We were working alongside Project 61 which is a sponsorship program
that rescues kids from the dump and sends them to school. The name
comes from Isaiah 61, which if you get a chance you should read. Being
there was very overwhelming. I saw, smelled and experienced things
that made me feel physically sick at times.The children were dirty and
covered in flies. I picked up one little girl and she was so skinny
it hardly felt like she weighed anything in my arms. The children
here constantly crowd around you begging and asking you for food,
money, gum, toys, anything...it's sad and frustrating; frustrating
because you look into their hungry little faces and it breaks your
heart to say no, yet there are SO many of them and giving them things
doesn't really help them...it just teaches them to beg. Being around
these children, playing with them, “nursing” them (which for me
consisted of neosporin and band-aids), and talking to them was pretty
overwhelming and exhausting.
While we were
there we also worked alongside some of the Ethiopian men manually
hauling boulders and demolishing an old decrepit building that was
made of wooden poles and mud covered in some kind of plaster with a
tarp roof. In one day we took the whole thing down so that they could
build a new one in its place. I was filthy afterward and had dirt
coming out of my nose, eyes and ears from all the dust but it felt
really good to work hard and actually see a result at the end. There
was also quite a bit of laughter as we worked with those men and
tried to communicate.
One day we went to
a hospital right on the edge of Korah that was started 80 years ago
for lepers to meet some of the ladies.

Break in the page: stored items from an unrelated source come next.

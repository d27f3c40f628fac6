//! Field coercion pass.
//!
//! Runs in a fixed order:
//! 1. minutes filter (drops insignificant player-seasons before any scoring)
//! 2. percentage columns (`"37%"` → 37)
//! 3. distance per 90 (`"11.4km"` → 11.4)
//! 4. league multiplier from the division's power rating
//! 5. generic numeric pass over every remaining non-text column
//!
//! Percentage and distance columns get their custom parsing before the
//! generic pass, which would otherwise null them. Text columns are never
//! touched.

use regex::Regex;
use tracing::info;

use crate::leagues::LeaguePowerTable;
use crate::models::cell::parse_number;
use crate::models::{columns, Cell, RowSet};

/// Default minimum minutes for a row to be scored.
pub const DEFAULT_MIN_MINUTES: f64 = 900.0;

/// Coerced rows plus the number of rows dropped by the minutes filter.
#[derive(Debug, Clone)]
pub struct CoercionOutcome {
    pub rows: RowSet,
    pub below_minutes: usize,
}

/// Run the full coercion pass.
pub fn clean_and_convert(
    rows: RowSet,
    power: &LeaguePowerTable,
    min_minutes: f64,
) -> CoercionOutcome {
    let before = rows.len();
    let rows = filter_minutes(rows, min_minutes);
    let below_minutes = before - rows.len();
    if below_minutes > 0 {
        info!(
            "Dropped {} rows under {} minutes",
            below_minutes, min_minutes
        );
    }

    let rows = convert_percentages(rows);
    let rows = convert_distance(rows);
    let rows = annotate_league_multiplier(rows, power);
    let rows = convert_numeric(rows);

    CoercionOutcome {
        rows,
        below_minutes,
    }
}

/// Keep rows whose `Mins` parses to at least `min_minutes`.
/// Without a `Mins` column every row is kept.
pub fn filter_minutes(rows: RowSet, min_minutes: f64) -> RowSet {
    if !rows.has_column(columns::MINUTES) {
        return rows;
    }
    rows.filter(|row| {
        row.get(columns::MINUTES)
            .and_then(cell_number)
            .is_some_and(|mins| mins >= min_minutes)
    })
}

/// Parse every percentage column that is present.
pub fn convert_percentages(mut rows: RowSet) -> RowSet {
    for column in columns::PERCENTAGE_COLUMNS {
        if rows.has_column(column) {
            rows = rows.map_column(column, |cell| match cell {
                Cell::Text(s) => parse_percentage(s).into(),
                other => other.clone(),
            });
        }
    }
    rows
}

/// Strip `%` and `-` literals, then parse.
///
/// The minus sign is removed rather than honoured, so `"-12%"` reads as 12.
/// A bare `"-"` (the game's "no data" marker) becomes `None`.
pub fn parse_percentage(raw: &str) -> Option<f64> {
    let cleaned: String = raw.chars().filter(|c| *c != '%' && *c != '-').collect();
    parse_number(&cleaned)
}

/// Pull the first number out of the `Dist/90` column.
pub fn convert_distance(rows: RowSet) -> RowSet {
    if !rows.has_column(columns::DISTANCE_PER_90) {
        return rows;
    }
    let number = Regex::new(r"\d+(?:\.\d+)?").expect("static regex");
    rows.map_column(columns::DISTANCE_PER_90, |cell| match cell {
        Cell::Text(s) => extract_first_number(&number, s).into(),
        other => other.clone(),
    })
}

fn extract_first_number(pattern: &Regex, raw: &str) -> Option<f64> {
    pattern
        .find(raw)
        .and_then(|m| parse_number(m.as_str()))
}

/// Add `League Multiplier` (power / 100) when a `Division` column exists.
pub fn annotate_league_multiplier(rows: RowSet, power: &LeaguePowerTable) -> RowSet {
    if !rows.has_column(columns::DIVISION) {
        return rows;
    }
    rows.derive(columns::LEAGUE_MULTIPLIER, |row| {
        Cell::Number(power.multiplier(row.text(columns::DIVISION)))
    })
}

/// Parse every column that is not text, provenance or percentage.
/// Cells that are already numbers are kept; anything unparseable is null.
pub fn convert_numeric(mut rows: RowSet) -> RowSet {
    let targets: Vec<String> = rows
        .columns()
        .iter()
        .filter(|c| is_numeric_column(c))
        .cloned()
        .collect();

    for column in &targets {
        rows = rows.map_column(column, |cell| cell_number(cell).into());
    }
    rows
}

fn is_numeric_column(column: &str) -> bool {
    !columns::is_text_column(column)
        && column != columns::SIGNABILITY
        && !columns::is_percentage_column(column)
}

fn cell_number(cell: &Cell) -> Option<f64> {
    match cell {
        Cell::Number(n) => Some(*n),
        Cell::Text(s) => parse_number(s),
        Cell::Null => None,
    }
}

#[cfg(test)]
mod tests {
    use super::*;
    use crate::leagues::LeagueNameFixes;
    use crate::models::Row;

    fn set(columns: &[&str], rows: Vec<Row>) -> RowSet {
        RowSet::new(columns.iter().map(|c| c.to_string()).collect(), rows)
    }

    #[test]
    fn test_percentage_parsing() {
        assert_eq!(parse_percentage("37%"), Some(37.0));
        assert_eq!(parse_percentage("-12%"), Some(12.0));
        assert_eq!(parse_percentage("-"), None);
        assert_eq!(parse_percentage(""), None);
        assert_eq!(parse_percentage("n/a"), None);
    }

    #[test]
    fn test_minutes_filter() {
        let rows = set(
            &["UID", "Mins"],
            vec![
                Row::new().with("UID", "1").with("Mins", "899"),
                Row::new().with("UID", "2").with("Mins", "900"),
                Row::new().with("UID", "3").with("Mins", "abc"),
                Row::new().with("UID", "4"),
            ],
        );
        let kept = filter_minutes(rows, DEFAULT_MIN_MINUTES);
        let uids: Vec<String> = kept.iter().map(|r| r.display("UID")).collect();
        assert_eq!(uids, vec!["2"]);
    }

    #[test]
    fn test_no_minutes_column_keeps_all() {
        let rows = set(&["UID"], vec![Row::new().with("UID", "1")]);
        assert_eq!(filter_minutes(rows, DEFAULT_MIN_MINUTES).len(), 1);
    }

    #[test]
    fn test_distance_extraction() {
        let rows = set(
            &["Dist/90"],
            vec![
                Row::new().with("Dist/90", "11.4km"),
                Row::new().with("Dist/90", "12 km"),
                Row::new().with("Dist/90", "-"),
            ],
        );
        let rows = convert_distance(rows);
        let values: Vec<Option<f64>> = rows.iter().map(|r| r.number("Dist/90")).collect();
        assert_eq!(values, vec![Some(11.4), Some(12.0), None]);
        assert!(rows.rows()[2].get("Dist/90").unwrap().is_null());
    }

    #[test]
    fn test_league_multiplier_with_fallback() {
        let power = LeaguePowerTable::from_entries(
            [("Premier League", 90.0), ("Others", 5.0)],
            5.0,
            &LeagueNameFixes::new(),
        );
        let rows = set(
            &["Division"],
            vec![
                Row::new().with("Division", "Premier League"),
                Row::new().with("Division", "Championship"),
            ],
        );
        let rows = annotate_league_multiplier(rows, &power);
        assert!(rows.has_column("League Multiplier"));
        let m: Vec<f64> = rows
            .iter()
            .map(|r| r.number("League Multiplier").unwrap())
            .collect();
        assert!((m[0] - 0.90).abs() < 1e-12);
        assert!((m[1] - 0.05).abs() < 1e-12);
    }

    #[test]
    fn test_numeric_pass_respects_text_columns() {
        let rows = set(
            &["UID", "Name", "Transfer Value", "Signability", "xG/90", "Tck/90"],
            vec![Row::new()
                .with("UID", "12")
                .with("Name", "1234")
                .with("Transfer Value", "£1.2M")
                .with("Signability", "Available on Loan")
                .with("xG/90", "0.35")
                .with("Tck/90", "-")],
        );
        let rows = convert_numeric(rows);
        let row = &rows.rows()[0];
        assert_eq!(row.text("UID"), Some("12"));
        assert_eq!(row.text("Name"), Some("1234"));
        assert_eq!(row.text("Transfer Value"), Some("£1.2M"));
        assert_eq!(row.text("Signability"), Some("Available on Loan"));
        assert_eq!(row.number("xG/90"), Some(0.35));
        assert!(row.get("Tck/90").unwrap().is_null());
    }

    #[test]
    fn test_empty_numeric_is_null_not_zero() {
        let rows = set(&["Gls/90"], vec![Row::new().with("Gls/90", "")]);
        let rows = convert_numeric(rows);
        assert!(rows.rows()[0].get("Gls/90").unwrap().is_null());
    }

    #[test]
    fn test_full_pass_order() {
        let power = LeaguePowerTable::from_entries(
            [("Premier League", 80.0)],
            5.0,
            &LeagueNameFixes::new(),
        );
        let rows = set(
            &["UID", "Mins", "Division", "Pas %", "Dist/90", "K Ps/90", "Signability"],
            vec![
                Row::new()
                    .with("UID", "1")
                    .with("Mins", "2500")
                    .with("Division", "Premier League")
                    .with("Pas %", "88%")
                    .with("Dist/90", "10.9km")
                    .with("K Ps/90", "1.7")
                    .with("Signability", "Available for Transfer"),
                Row::new().with("UID", "2").with("Mins", "100"),
            ],
        );

        let outcome = clean_and_convert(rows, &power, DEFAULT_MIN_MINUTES);
        assert_eq!(outcome.below_minutes, 1);
        assert_eq!(outcome.rows.len(), 1);

        let row = &outcome.rows.rows()[0];
        assert_eq!(row.number("Mins"), Some(2500.0));
        assert_eq!(row.number("Pas %"), Some(88.0));
        assert_eq!(row.number("Dist/90"), Some(10.9));
        assert_eq!(row.number("K Ps/90"), Some(1.7));
        assert!((row.number("League Multiplier").unwrap() - 0.8).abs() < 1e-12);
        assert_eq!(row.text("Division"), Some("Premier League"));
    }
}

It was hard to see them
because I don't think I've ever seen a disease like this before. In
all honesty, it was extremely hard for me to greet them, to touch
them, to take their hands that were missing fingers in my own. But I
kept thinking about Jesus, touching and healing the lepers in the
Bible, and I realized that this is what being the hands of Jesus
really looks like.
In the afternoon
we went to the trash dump. I have never seen or smelled anything
quite like it. The stench was literally suffocating and vultures
swarmed over the landfill... and to think that people live there; you
can see the “shelters” and people rummaging among the trash,. It's
mind-numbing. But despite all the overwhelming poverty and really
hard things I've been experiencing and writing about lately, today I
feel hope. It doesn't mean it's less painful to see, but I can feel hope because God is in that place. He has shown me
that he's not just in the clean places or places that I deem
beautiful, but he is right there amidst the poverty, mud, trash,
disease and filth that is everywhere and he has a plan for his people
there. There are many, many things that I don't understand and I
probably never will...but that's ok because God doesn't ask me to. He
doesn't ask me to figure out the world and solve all of its problems.
He just asks me to trust him and his plan. He asks me to remain in
him and obey him; to look after his people and share his love with
others. He is sovereign, he is good and he is doing his work, even in
the dump. I think little Jack (who is 9 years old) said it so well
when he said that he thinks God wants us to see, smell and experience
these things. I think he's right; I think God does want us to see
these things so that our hearts may be broken for the things that
break his and so that we are motivated to take action. We may be
broken but God doesn't leave us broken. He wants to fill us back up
with his love, peace, joy and hope so that we can go and share those
things with others. The consequences of sin are big, but someday all
of this will be gone, all the filth, the disease, the pain...there is
hope, and it's our calling to follow God, faithfully sharing the hope
of His gospel so that someday when all of this is gone as many of
these people as possible are standing with me before His throne.